The two mortarboard-wearing kids in the wagon represent recent Ivy League college graduates hired to staff the New Deal. The cartoonist from the conservative Chicago Tribune, Mr. Orr, is calling them socialist “pinkos” (term that wasn’t then in use, “pinkies’ is what Orr called them). […]

The most prominently featured man shoveling money off the wagon is Secretary of Agriculture Henry Wallace, who was known for his socialist leanings. FDR confiscated gold in 1934, sanctioned by a clause in the Agricultural Adjustment Act of 1934, when 90 percent of Americans lived on farms.

The man behind Wallace is Harold L. Ickes, Secretary of the Interior and director of the Public Works Administration. As head of the PWA, Ickes had a lot of say on what and where public works projects were built. The biggest of course was the Tennessee Valley Authority. Ickes was well-known for backing many other socialist endeavors. Ickes was also the father of Harold M. Ickes, a key player in the Clinton administration.

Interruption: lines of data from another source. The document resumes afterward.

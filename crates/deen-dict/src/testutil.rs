use std::collections::HashMap;
use std::io::Write;
use std::sync::Mutex;

use bytes::Bytes;
use flate2::Compression;
use flate2::write::GzEncoder;

use crate::error::FetchError;
use crate::fetch::{RemoteSource, Response};

pub fn gzip_bytes(data: &[u8]) -> Bytes {
    let mut encoder = GzEncoder::new(Vec::new(), Compression::default());
    encoder.write_all(data).unwrap();
    Bytes::from(encoder.finish().unwrap())
}

pub fn gzip(text: &str) -> Bytes {
    gzip_bytes(text.as_bytes())
}

/// Serves fixed bodies by URL and counts every fetch
#[derive(Default)]
pub struct FakeSource {
    bodies: Mutex<HashMap<String, Bytes>>,
    fetches: Mutex<HashMap<String, usize>>,
}

impl FakeSource {
    pub fn serve(&self, url: &str, body: Bytes) {
        self.bodies.lock().unwrap().insert(url.to_string(), body);
    }

    pub fn fetches(&self, url: &str) -> usize {
        self.fetches.lock().unwrap().get(url).copied().unwrap_or(0)
    }
}

#[async_trait::async_trait]
impl RemoteSource for FakeSource {
    async fn fetch(&self, url: &str) -> Result<Response, FetchError> {
        *self.fetches.lock().unwrap().entry(url.to_string()).or_default() += 1;
        let body = self.bodies.lock().unwrap().get(url).cloned();
        match body {
            Some(body) => Ok(Response::from_bytes(body)),
            None => Err(FetchError::Status {
                url: url.to_string(),
                status: 404,
            }),
        }
    }
}
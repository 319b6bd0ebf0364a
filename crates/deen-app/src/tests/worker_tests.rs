//! Worker loop against an in-memory source and cache

use std::sync::Arc;
use std::time::Duration;

use bytes::Bytes;
use deen_dict::pipeline::open_dictionary_cache;
use deen_dict::{Cache, CacheStorage, MemoryCacheStorage};
use deen_types::{DictStats, MainMessage, UpdateStatus, WorkerMessage, WorkerState};
use kanal::{AsyncReceiver, AsyncSender, unbounded_async};
use tokio::task::JoinHandle;
use tokio::time::timeout;
use tokio_util::sync::CancellationToken;

use super::*;
use crate::state::AppState;
use crate::worker::worker_loop;

struct Worker {
    inbox: AsyncSender<MainMessage>,
    outbox: AsyncReceiver<WorkerMessage>,
    cancel: CancellationToken,
    task: JoinHandle<anyhow::Result<()>>,
}

fn start(source: Arc<FakeSource>) -> Worker {
    start_with_storage(source, Arc::new(MemoryCacheStorage::new()))
}

fn start_with_storage(source: Arc<FakeSource>, storage: Arc<dyn CacheStorage>) -> Worker {
    let (inbox, worker_inbox) = unbounded_async();
    let (worker_outbox, outbox) = unbounded_async();
    let cancel = CancellationToken::new();

    let task = tokio::spawn(worker_loop(
        Arc::new(AppState::new(test_config())),
        source,
        storage,
        worker_inbox,
        worker_outbox,
        cancel.clone(),
    ));

    Worker {
        inbox,
        outbox,
        cancel,
        task,
    }
}

fn is_status(msg: &WorkerMessage) -> bool {
    matches!(msg, WorkerMessage::WorkerStatus { .. })
}

#[tokio::test]
async fn test_load_reports_progress_then_ready() {
    let worker = start(Arc::new(FakeSource::serving_dict()));

    let mut progress = Vec::new();
    let status = loop {
        match next(&worker.outbox).await {
            WorkerMessage::DictProgress { percent } => progress.push(percent),
            msg if is_status(&msg) => break msg,
            other => panic!("unexpected {other:?}"),
        }
    };

    let WorkerMessage::WorkerStatus {
        state,
        stats,
        error,
    } = status
    else {
        unreachable!()
    };
    assert_eq!(state, WorkerState::Ready);
    assert_eq!(stats.lines, 4);
    assert_eq!(stats.entries, 5);
    assert_eq!(error, None);
    assert_eq!(progress.first(), Some(&0.0));
    assert_eq!(progress.last(), Some(&100.0));
}

#[tokio::test]
async fn test_search_and_random_after_load() {
    let worker = start(Arc::new(FakeSource::serving_dict()));
    next_matching(&worker.outbox, is_status).await;

    worker
        .inbox
        .send(MainMessage::Search {
            what: "laufen".into(),
        })
        .await
        .unwrap();
    let msg = next_matching(&worker.outbox, |m| {
        matches!(m, WorkerMessage::Results { .. })
    })
    .await;
    let WorkerMessage::Results {
        query,
        pattern,
        matches,
    } = msg
    else {
        unreachable!()
    };
    assert_eq!(query, "laufen");
    assert!(!pattern.is_empty());
    assert_eq!(matches, vec!["laufen {vi} :: to run".to_string()]);

    worker.inbox.send(MainMessage::GetRandom).await.unwrap();
    let msg = next_matching(&worker.outbox, |m| {
        matches!(m, WorkerMessage::RandomLine { .. })
    })
    .await;
    let WorkerMessage::RandomLine { line } = msg else {
        unreachable!()
    };
    assert!(dict_lines().contains(&line.as_str()), "{line:?}");

    worker.inbox.send(MainMessage::StatusRequest).await.unwrap();
    let msg = next_matching(&worker.outbox, is_status).await;
    assert!(matches!(
        msg,
        WorkerMessage::WorkerStatus {
            state: WorkerState::Ready,
            ..
        }
    ));
}

#[tokio::test]
async fn test_requests_while_loading() {
    let source = Arc::new(FakeSource::serving_dict());
    source.hold(DICT_URL);
    let worker = start(source.clone());

    worker.inbox.send(MainMessage::StatusRequest).await.unwrap();
    let msg = next_matching(&worker.outbox, is_status).await;
    assert!(matches!(
        msg,
        WorkerMessage::WorkerStatus {
            state: WorkerState::LoadingDict,
            ..
        }
    ));

    // no dictionary yet: an empty answer, never silence
    worker
        .inbox
        .send(MainMessage::Search { what: "Hund".into() })
        .await
        .unwrap();
    let msg = next_matching(&worker.outbox, |m| {
        matches!(m, WorkerMessage::Results { .. })
    })
    .await;
    assert_eq!(
        msg,
        WorkerMessage::Results {
            query: "Hund".into(),
            pattern: String::new(),
            matches: Vec::new(),
        }
    );

    source.open();
    let msg = next_matching(&worker.outbox, is_status).await;
    assert!(matches!(
        msg,
        WorkerMessage::WorkerStatus {
            state: WorkerState::Ready,
            ..
        }
    ));
}

#[tokio::test]
async fn test_load_failure_reported() {
    let worker = start(Arc::new(FakeSource::default()));

    let msg = next_matching(&worker.outbox, is_status).await;
    let WorkerMessage::WorkerStatus { state, error, .. } = msg else {
        unreachable!()
    };
    assert_eq!(state, WorkerState::Error);
    assert!(error.unwrap().contains("404"));

    worker.inbox.send(MainMessage::GetRandom).await.unwrap();
    let msg = next(&worker.outbox).await;
    assert_eq!(msg, WorkerMessage::RandomLine { line: String::new() });
}

#[tokio::test]
async fn test_worker_stops_on_cancel() {
    let worker = start(Arc::new(FakeSource::serving_dict()));
    next_matching(&worker.outbox, is_status).await;

    worker.cancel.cancel();
    let result = timeout(Duration::from_secs(2), worker.task)
        .await
        .expect("worker did not stop")
        .unwrap();
    assert!(result.is_ok());
}

#[tokio::test]
async fn test_worker_stops_when_controller_gone() {
    let worker = start(Arc::new(FakeSource::serving_dict()));
    drop(worker.inbox);

    let result = timeout(Duration::from_secs(2), worker.task)
        .await
        .expect("worker did not stop")
        .unwrap();
    assert!(result.is_ok());
}

#[tokio::test]
async fn test_status_reports_stats_after_update() {
    let config = test_config();
    let storage = Arc::new(MemoryCacheStorage::new());
    let cache = open_dictionary_cache(storage.as_ref(), &config.dictionary)
        .await
        .unwrap();
    cache
        .put(DICT_URL, gzip("# old\nHund :: dog\nKatze :: cat\n"))
        .await
        .unwrap();
    cache
        .put(VERSION_URL, Bytes::from_static(b"v1"))
        .await
        .unwrap();

    let source = FakeSource::serving_dict();
    source.serve(VERSION_URL, Bytes::from_static(b"v2"));
    let worker = start_with_storage(Arc::new(source), storage);

    let fresh = DictStats {
        lines: 4,
        entries: 5,
        one_to_one: None,
    };
    let (mut loaded, mut updated) = (false, false);
    while !(loaded && updated) {
        match next(&worker.outbox).await {
            WorkerMessage::WorkerStatus { state, stats, .. } => {
                assert_eq!(state, WorkerState::Ready);
                assert_eq!(stats.lines, 2);
                loaded = true;
            }
            WorkerMessage::DictUpdate {
                status: UpdateStatus::Done,
                stats,
            } => {
                assert_eq!(stats, fresh);
                updated = true;
            }
            _ => {}
        }
    }

    worker.inbox.send(MainMessage::StatusRequest).await.unwrap();
    let msg = next_matching(&worker.outbox, is_status).await;
    assert_eq!(
        msg,
        WorkerMessage::WorkerStatus {
            state: WorkerState::Ready,
            stats: fresh,
            error: None,
        }
    );
}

The other man behind Wallace is Donald Richberg, who was called “assistant president” in the FDR administration. Both he and Ickes came through Chicago politics and were leaders of the Progressive movement there. Both Ickes and Richberg were key players in pushing the National Industrial Recovery Act which imposed fascist codes of conduct on American industry which dictated how key industries in America were to be run. The National Recovery Administration was ultimately struck down by the Supreme Court in 1935, which decision led to FDR’s effort to “pack” the Supreme Court with more cooperative justices.

The note on the side of the cart reads, “Young Pinkies from Colombia and Harvard.” The law school graduates of Harvard, Columbia, and Yale took full advantage of the opportunity to enact a left-wing agenda. These highly credentialed and arrogant intellectoids spearheaded FDR’s relentless attacks against an independent U.S. Supreme Court and business community.